9.      Omasigi yi Baadia itu konamiakea komiu bara daangia obaruba.  Beimalapekana pewaua tee betao emani miu tulungi inuncana upewau masigi itu malingu saro molalakiakana Baadia. Baraangkaalaka amarungguamo omasigi yi Baadia itu banguakea duka pewana omasigi itu yi mbooersamo duka yincia (hlm.3-4).

Terjemahan:
Masjid di Baadia itu perhatikan bila ada kerusakannya. Untuk memperbaikinya, mintalah bantuan kepada siapa saja yang memerintah di Baadia. Kalau ada mengalami kerusakan berat, bangunlah dan kerjakan tetap di tempatnya.
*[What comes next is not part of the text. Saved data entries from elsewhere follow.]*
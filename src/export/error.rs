//! Export-specific error types.

use crate::backend::BackendError;
use crate::state::export::ExportValidationError;

/// Errors that can occur while producing an export file.
#[derive(Debug, thiserror::Error)]
pub enum ExportError {
    /// Selection failed validation; nothing was requested
    #[error(transparent)]
    Validation(#[from] ExportValidationError),

    /// Rows could not be fetched
    #[error("Export request failed: {}", .0.detail())]
    Backend(#[from] BackendError),

    /// Backend returned no rows
    #[error("No data found for the selected criteria")]
    EmptyResult,

    /// Encoder rejected the table
    #[error("Failed to encode {format}: {message}")]
    Encode {
        format: &'static str,
        message: String,
    },

    /// Output file could not be written
    #[error("Failed to write export file: {0}")]
    Io(#[from] std::io::Error),
}
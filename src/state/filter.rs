//! Live filter over the fetched case list.

use crate::backend::{Case, CaseStatus};
use std::fmt;

/// Status filter options.
///
#[derive(Debug, PartialEq, Eq, Clone, Copy, Default)]
pub enum StatusFilter {
    #[default]
    All,
    Only(CaseStatus),
}

impl StatusFilter {
    fn matches(&self, status: CaseStatus) -> bool {
        match self {
            StatusFilter::All => true,
            StatusFilter::Only(wanted) => *wanted == status,
        }
    }

    /// All -> each known status in turn -> All.
    ///
    fn next(self) -> Self {
        let statuses = CaseStatus::ALL;
        match self {
            StatusFilter::All => StatusFilter::Only(statuses[0]),
            StatusFilter::Only(status) => match statuses.iter().position(|s| *s == status) {
                Some(index) if index + 1 < statuses.len() => StatusFilter::Only(statuses[index + 1]),
                _ => StatusFilter::All,
            },
        }
    }
}

impl fmt::Display for StatusFilter {
    fn fmt(&self, f: &mut fmt::Formatter<'_>) -> fmt::Result {
        match self {
            StatusFilter::All => write!(f, "All"),
            StatusFilter::Only(status) => write!(f, "{}", status),
        }
    }
}

/// Filter state owned by the case list view.
///
#[derive(Debug, Default, Clone, PartialEq, Eq)]
pub struct CaseFilter {
    status: StatusFilter,
    search: String,
    search_mode: bool,
}

impl CaseFilter {
    pub fn status(&self) -> StatusFilter {
        self.status
    }

    pub fn search(&self) -> &str {
        &self.search
    }

    pub fn set_status_filter(&mut self, status: StatusFilter) {
        self.status = status;
    }

    pub fn cycle_status_filter(&mut self) {
        self.status = self.status.next();
    }

    pub fn set_search_text(&mut self, text: impl Into<String>) {
        self.search = text.into();
    }

    pub fn push_search_char(&mut self, c: char) {
        self.search.push(c);
    }

    pub fn pop_search_char(&mut self) {
        self.search.pop();
    }

    pub fn is_search_mode(&self) -> bool {
        self.search_mode
    }

    pub fn enter_search_mode(&mut self) {
        self.search_mode = true;
    }

    pub fn exit_search_mode(&mut self) {
        self.search_mode = false;
    }

    /// Derive the visible cases, keeping source order. Search text matches
    /// title or identifier as a case-insensitive substring.
    ///
    pub fn visible_cases<'a>(&self, cases: &'a [Case]) -> Vec<&'a Case> {
        let needle = self.search.to_lowercase();
        cases
            .iter()
            .filter(|case| self.status.matches(case.status))
            .filter(|case| {
                needle.is_empty()
                    || case.title.to_lowercase().contains(&needle)
                    || case.id.to_lowercase().contains(&needle)
            })
            .collect()
    }
}

#[cfg(test)]
mod tests {
    use super::*;
    use fake::{Fake, Faker};

    fn case(id: &str, title: &str, status: CaseStatus) -> Case {
        Case {
            id: id.to_string(),
            title: title.to_string(),
            status,
            ..Faker.fake::<Case>()
        }
    }

    fn cases() -> Vec<Case> {
        vec![
            case("CASE-001", "Pothole in front of the school", CaseStatus::InProgress),
            case("CASE-002", "Street light request", CaseStatus::Pending),
            case("CASE-003", "Garbage not collected", CaseStatus::Completed),
        ]
    }

    #[test]
    fn default_shows_everything_in_order() {
        let cases = cases();
        let visible = CaseFilter::default().visible_cases(&cases);
        let ids: Vec<&str> = visible.iter().map(|c| c.id.as_str()).collect();
        assert_eq!(ids, vec!["CASE-001", "CASE-002", "CASE-003"]);
    }

    #[test]
    fn status_filter_selects_matching_cases() {
        let cases = cases();
        let mut filter = CaseFilter::default();
        filter.set_status_filter(StatusFilter::Only(CaseStatus::Completed));
        let visible = filter.visible_cases(&cases);
        assert_eq!(visible.len(), 1);
        assert_eq!(visible[0].id, "CASE-003");
    }

    #[test]
    fn search_matches_identifier_ignoring_case() {
        let cases = cases();
        let mut filter = CaseFilter::default();
        filter.set_search_text("case-002");
        let visible = filter.visible_cases(&cases);
        assert_eq!(visible.len(), 1);
        assert_eq!(visible[0].id, "CASE-002");

        filter.set_search_text("CaSe-002");
        assert_eq!(filter.visible_cases(&cases)[0].id, "CASE-002");
    }

    #[test]
    fn search_matches_title_substring() {
        let cases = cases();
        let mut filter = CaseFilter::default();
        filter.set_search_text("LIGHT");
        let visible = filter.visible_cases(&cases);
        assert_eq!(visible.len(), 1);
        assert_eq!(visible[0].id, "CASE-002");
    }

    #[test]
    fn status_and_search_combine() {
        let cases = cases();
        let mut filter = CaseFilter::default();
        filter.set_status_filter(StatusFilter::Only(CaseStatus::Completed));
        filter.set_search_text("light");
        assert!(filter.visible_cases(&cases).is_empty());
    }

    #[test]
    fn search_chars_edit_text() {
        let mut filter = CaseFilter::default();
        filter.push_search_char('a');
        filter.push_search_char('b');
        filter.pop_search_char();
        assert_eq!(filter.search(), "a");
    }

    #[test]
    fn cycle_status_filter_visits_every_status() {
        let mut filter = CaseFilter::default();
        let mut seen = vec![filter.status()];
        for _ in 0..4 {
            filter.cycle_status_filter();
            seen.push(filter.status());
        }
        assert_eq!(
            seen,
            vec![
                StatusFilter::All,
                StatusFilter::Only(CaseStatus::Pending),
                StatusFilter::Only(CaseStatus::InProgress),
                StatusFilter::Only(CaseStatus::Completed),
                StatusFilter::All,
            ]
        );
    }
}
use crate::state::notification::Severity;
use crate::ui::theme::Theme;
use ratatui::style::{Modifier, Style};

/// Return the border style for active blocks.
///
pub fn active_block_border_style(theme: &Theme) -> Style {
    Style::default().fg(theme.border_active.to_color())
}

/// Return the border style for normal blocks.
///
pub fn normal_block_border_style(theme: &Theme) -> Style {
    Style::default().fg(theme.border_normal.to_color())
}

/// Return the title style for active blocks.
///
pub fn active_block_title_style() -> Style {
    Style::default().add_modifier(Modifier::BOLD)
}

/// Return the style for the selected list or table row.
///
pub fn highlight_style(theme: &Theme) -> Style {
    Style::default()
        .fg(theme.highlight_fg.to_color())
        .bg(theme.highlight_bg.to_color())
        .add_modifier(Modifier::BOLD)
}

/// Return the style for active list items.
///
pub fn active_list_item_style(theme: &Theme) -> Style {
    Style::default()
        .fg(theme.primary.to_color())
        .add_modifier(Modifier::BOLD)
}

/// Return the style for normal text.
///
pub fn normal_text_style(theme: &Theme) -> Style {
    Style::default().fg(theme.text.to_color())
}

/// Return the style for hints and placeholders.
///
pub fn muted_text_style(theme: &Theme) -> Style {
    Style::default().fg(theme.text_muted.to_color())
}

/// Return the style for the banner.
///
pub fn banner_style(theme: &Theme) -> Style {
    Style::default().fg(theme.banner.to_color())
}

/// Return the style for a notification of the given severity.
///
pub fn severity_style(theme: &Theme, severity: Severity) -> Style {
    let color = match severity {
        Severity::Info => theme.info,
        Severity::Success => theme.success,
        Severity::Error => theme.error,
    };
    Style::default().fg(color.to_color())
}

/// Return the style for an inline validation error.
///
pub fn error_text_style(theme: &Theme) -> Style {
    Style::default().fg(theme.error.to_color())
}
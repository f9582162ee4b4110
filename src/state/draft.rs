//! Case draft state and submission gating.
//!
//! A `CaseDraft` accumulates user input for one new case. `CaseForm` wraps
//! it with the case type catalog and the in-flight flag that keeps a second
//! submission from starting while one is outstanding.

use super::notification::Notification;
use crate::backend::{Attachment, BackendError, CaseType, CreatedCase, NewCase};
use std::fmt;
use std::path::Path;

/// File extensions the attachment picker accepts, with their MIME types.
///
const IMAGE_TYPES: [(&str, &str); 6] = [
    ("png", "image/png"),
    ("jpg", "image/jpeg"),
    ("jpeg", "image/jpeg"),
    ("gif", "image/gif"),
    ("bmp", "image/bmp"),
    ("webp", "image/webp"),
];

/// Fields of a draft that are edited as text.
///
#[derive(Debug, PartialEq, Eq, Clone, Copy)]
pub enum DraftField {
    CaseType,
    Title,
    Description,
    Location,
}

impl fmt::Display for DraftField {
    fn fmt(&self, f: &mut fmt::Formatter<'_>) -> fmt::Result {
        let label = match self {
            DraftField::CaseType => "type",
            DraftField::Title => "title",
            DraftField::Description => "description",
            DraftField::Location => "location",
        };
        write!(f, "{}", label)
    }
}

/// Errors raised before a draft is handed to the backend.
///
#[derive(Debug, PartialEq, Eq, thiserror::Error)]
pub enum DraftError {
    /// One or more required fields are empty
    #[error("Please fill in all required fields (missing: {})", join_fields(.missing))]
    IncompleteSubmission { missing: Vec<DraftField> },

    /// A submission is already outstanding
    #[error("A submission is already in progress")]
    SubmissionInFlight,
}

fn join_fields(fields: &[DraftField]) -> String {
    fields
        .iter()
        .map(|field| field.to_string())
        .collect::<Vec<_>>()
        .join(", ")
}

/// In-progress case submission.
///
#[derive(Clone, Debug, Default, PartialEq, Eq)]
pub struct CaseDraft {
    pub case_type: Option<String>,
    pub title: String,
    pub description: String,
    pub location: String,
    pub attachments: Vec<Attachment>,
}

impl CaseDraft {
    /// Set one field. An empty case type unsets it.
    ///
    pub fn update_field(&mut self, field: DraftField, value: impl Into<String>) {
        let value = value.into();
        match field {
            DraftField::CaseType => {
                self.case_type = if value.is_empty() { None } else { Some(value) };
            }
            DraftField::Title => self.title = value,
            DraftField::Description => self.description = value,
            DraftField::Location => self.location = value,
        }
    }

    /// Returns the current text of a field.
    ///
    pub fn field(&self, field: DraftField) -> &str {
        match field {
            DraftField::CaseType => self.case_type.as_deref().unwrap_or(""),
            DraftField::Title => &self.title,
            DraftField::Description => &self.description,
            DraftField::Location => &self.location,
        }
    }

    /// Append blobs to the attachment list.
    ///
    pub fn add_attachments(&mut self, files: impl IntoIterator<Item = Attachment>) {
        self.attachments.extend(files);
    }

    /// Check that every required field holds something other than whitespace.
    ///
    pub fn validate(&self) -> Result<(), DraftError> {
        let missing: Vec<DraftField> = [
            DraftField::CaseType,
            DraftField::Title,
            DraftField::Description,
            DraftField::Location,
        ]
        .into_iter()
        .filter(|field| self.field(*field).trim().is_empty())
        .collect();

        if missing.is_empty() {
            Ok(())
        } else {
            Err(DraftError::IncompleteSubmission { missing })
        }
    }

    /// Build the transfer payload. Callers validate first.
    ///
    fn payload(&self, submitter_id: Option<i64>) -> NewCase {
        NewCase {
            case_type: self.case_type.clone().unwrap_or_default(),
            title: self.title.trim().to_string(),
            description: self.description.trim().to_string(),
            location: self.location.trim().to_string(),
            submitter_id,
            attachments: self.attachments.clone(),
        }
    }
}

/// Read an image from disk as an attachment. Only image extensions are
/// offered by the picker.
///
pub fn read_attachment(path: &Path) -> std::io::Result<Attachment> {
    let extension = path
        .extension()
        .and_then(|ext| ext.to_str())
        .map(str::to_lowercase)
        .unwrap_or_default();
    let content_type = IMAGE_TYPES
        .iter()
        .find(|(ext, _)| *ext == extension)
        .map(|(_, mime)| mime.to_string())
        .ok_or_else(|| {
            std::io::Error::new(
                std::io::ErrorKind::InvalidInput,
                format!("{} is not an image file", path.display()),
            )
        })?;
    let bytes = std::fs::read(path)?;
    let file_name = path
        .file_name()
        .map(|name| name.to_string_lossy().into_owned())
        .unwrap_or_else(|| "attachment".to_string());
    Ok(Attachment {
        file_name,
        content_type,
        bytes,
    })
}

/// Focusable rows of the new case form, top to bottom.
///
#[derive(Debug, PartialEq, Eq, Clone, Copy, Default)]
pub enum CaseFormRow {
    #[default]
    CaseType,
    Title,
    Description,
    Location,
    Attachment,
    Submit,
}

impl CaseFormRow {
    const ORDER: [CaseFormRow; 6] = [
        CaseFormRow::CaseType,
        CaseFormRow::Title,
        CaseFormRow::Description,
        CaseFormRow::Location,
        CaseFormRow::Attachment,
        CaseFormRow::Submit,
    ];

    fn step(self, step: isize) -> Self {
        let len = Self::ORDER.len() as isize;
        let index = Self::ORDER.iter().position(|row| *row == self).unwrap_or(0) as isize;
        Self::ORDER[(index + step).rem_euclid(len) as usize]
    }

    /// Text field edited by this row, if any.
    ///
    pub fn text_field(self) -> Option<DraftField> {
        match self {
            CaseFormRow::Title => Some(DraftField::Title),
            CaseFormRow::Description => Some(DraftField::Description),
            CaseFormRow::Location => Some(DraftField::Location),
            _ => None,
        }
    }
}

/// Progress of the case type catalog fetch.
///
#[derive(Debug, Default, Clone, Copy, PartialEq, Eq)]
pub enum CatalogStatus {
    #[default]
    NotRequested,
    Loading,
    Loaded,
    Failed,
}

/// New case form: draft plus catalog and submission flag.
///
#[derive(Debug, Default)]
pub struct CaseForm {
    pub draft: CaseDraft,
    case_types: Vec<CaseType>,
    catalog: CatalogStatus,
    submitting: bool,
    row: CaseFormRow,
    attachment_path: String,
}

impl CaseForm {
    /// Returns the case type catalog.
    ///
    pub fn case_types(&self) -> &[CaseType] {
        &self.case_types
    }

    /// Store the fetched case type catalog.
    ///
    pub fn set_case_types(&mut self, case_types: Vec<CaseType>) {
        self.case_types = case_types;
        self.catalog = CatalogStatus::Loaded;
    }

    /// Record that the catalog could not be fetched. The next claim retries.
    ///
    pub fn fail_case_type_fetch(&mut self) {
        self.catalog = CatalogStatus::Failed;
    }

    pub fn catalog_status(&self) -> CatalogStatus {
        self.catalog
    }

    /// Returns true when a fetch should start: nothing requested yet, or the
    /// previous attempt failed.
    ///
    pub fn claim_case_type_fetch(&mut self) -> bool {
        match self.catalog {
            CatalogStatus::NotRequested | CatalogStatus::Failed => {
                self.catalog = CatalogStatus::Loading;
                true
            }
            CatalogStatus::Loading | CatalogStatus::Loaded => false,
        }
    }

    /// Returns the display name of the selected case type.
    ///
    pub fn selected_type_name(&self) -> Option<&str> {
        let selected = self.draft.case_type.as_deref()?;
        self.case_types
            .iter()
            .find(|case_type| case_type.id == selected)
            .map(|case_type| case_type.name.as_str())
    }

    /// Move the type selection by `step` through the catalog, wrapping.
    ///
    pub fn cycle_case_type(&mut self, step: isize) {
        if self.case_types.is_empty() {
            return;
        }
        let len = self.case_types.len() as isize;
        let next = match self
            .draft
            .case_type
            .as_deref()
            .and_then(|id| self.case_types.iter().position(|t| t.id == id))
        {
            Some(index) => (index as isize + step).rem_euclid(len),
            None if step < 0 => len - 1,
            None => 0,
        };
        let id = self.case_types[next as usize].id.clone();
        self.draft.update_field(DraftField::CaseType, id);
    }

    pub fn focused_row(&self) -> CaseFormRow {
        self.row
    }

    pub fn next_row(&mut self) {
        self.row = self.row.step(1);
    }

    pub fn previous_row(&mut self) {
        self.row = self.row.step(-1);
    }

    pub fn attachment_path(&self) -> &str {
        &self.attachment_path
    }

    /// Type into the focused row. Only text fields and the attachment path
    /// take characters.
    ///
    pub fn push_char(&mut self, c: char) {
        if let Some(field) = self.row.text_field() {
            let mut value = self.draft.field(field).to_string();
            value.push(c);
            self.draft.update_field(field, value);
        } else if self.row == CaseFormRow::Attachment {
            self.attachment_path.push(c);
        }
    }

    pub fn pop_char(&mut self) {
        if let Some(field) = self.row.text_field() {
            let mut value = self.draft.field(field).to_string();
            value.pop();
            self.draft.update_field(field, value);
        } else if self.row == CaseFormRow::Attachment {
            self.attachment_path.pop();
        }
    }

    /// Read the file named in the attachment row and add it to the draft.
    /// The path is cleared only when the file was attached.
    ///
    pub fn attach_from_path(&mut self) -> std::io::Result<String> {
        let path = self.attachment_path.trim().to_string();
        let attachment = read_attachment(Path::new(&path))?;
        let name = attachment.file_name.clone();
        self.draft.add_attachments(std::iter::once(attachment));
        self.attachment_path.clear();
        Ok(name)
    }

    /// Whether a submission is outstanding.
    ///
    pub fn is_submitting(&self) -> bool {
        self.submitting
    }

    /// Validate and mark a submission as in flight, returning the payload to
    /// send. The draft itself is left as is until the result arrives.
    ///
    pub fn begin_submit(&mut self, submitter_id: Option<i64>) -> Result<NewCase, DraftError> {
        if self.submitting {
            return Err(DraftError::SubmissionInFlight);
        }
        self.draft.validate()?;
        self.submitting = true;
        Ok(self.draft.payload(submitter_id))
    }

    /// Drop the in-flight flag when the payload never left, keeping the draft.
    ///
    pub fn abort_submit(&mut self) {
        self.submitting = false;
    }

    /// Settle an outstanding submission. Success resets the draft; failure
    /// keeps it so the user can retry.
    ///
    pub fn finish_submit(&mut self, result: Result<CreatedCase, BackendError>) -> Notification {
        self.submitting = false;
        match result {
            Ok(created) => {
                self.draft = CaseDraft::default();
                self.row = CaseFormRow::default();
                match created.case_id {
                    Some(id) => Notification::success(format!("Case #{} was submitted", id)),
                    None => Notification::success("Your case was submitted"),
                }
            }
            Err(e) => Notification::error(format!(
                "Failed to submit case: {}",
                e.user_message("Unknown error")
            )),
        }
    }
}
10.  Bolimpuu patotopua yi totona inca miu olalaki kapaaka ohakekatina manusia itu apokana-kana. Tabeana motopenena yi Allahu Taala tee sarana lipu itu momalapena incana momalapena pemingkuina momalapena peonini(hlm. 6-7).

Terjemahan       
Jangan sekali-kali menonjolkan rasa kebangsawanan karena pada hakekatnya semua manusia itu sama. Manusia yang baik adalah yang baik pada Allah Ta’ala pada pemerintahan negeri, yang baik hatinya, yang baik perbuatanya dan baik kata-katanya.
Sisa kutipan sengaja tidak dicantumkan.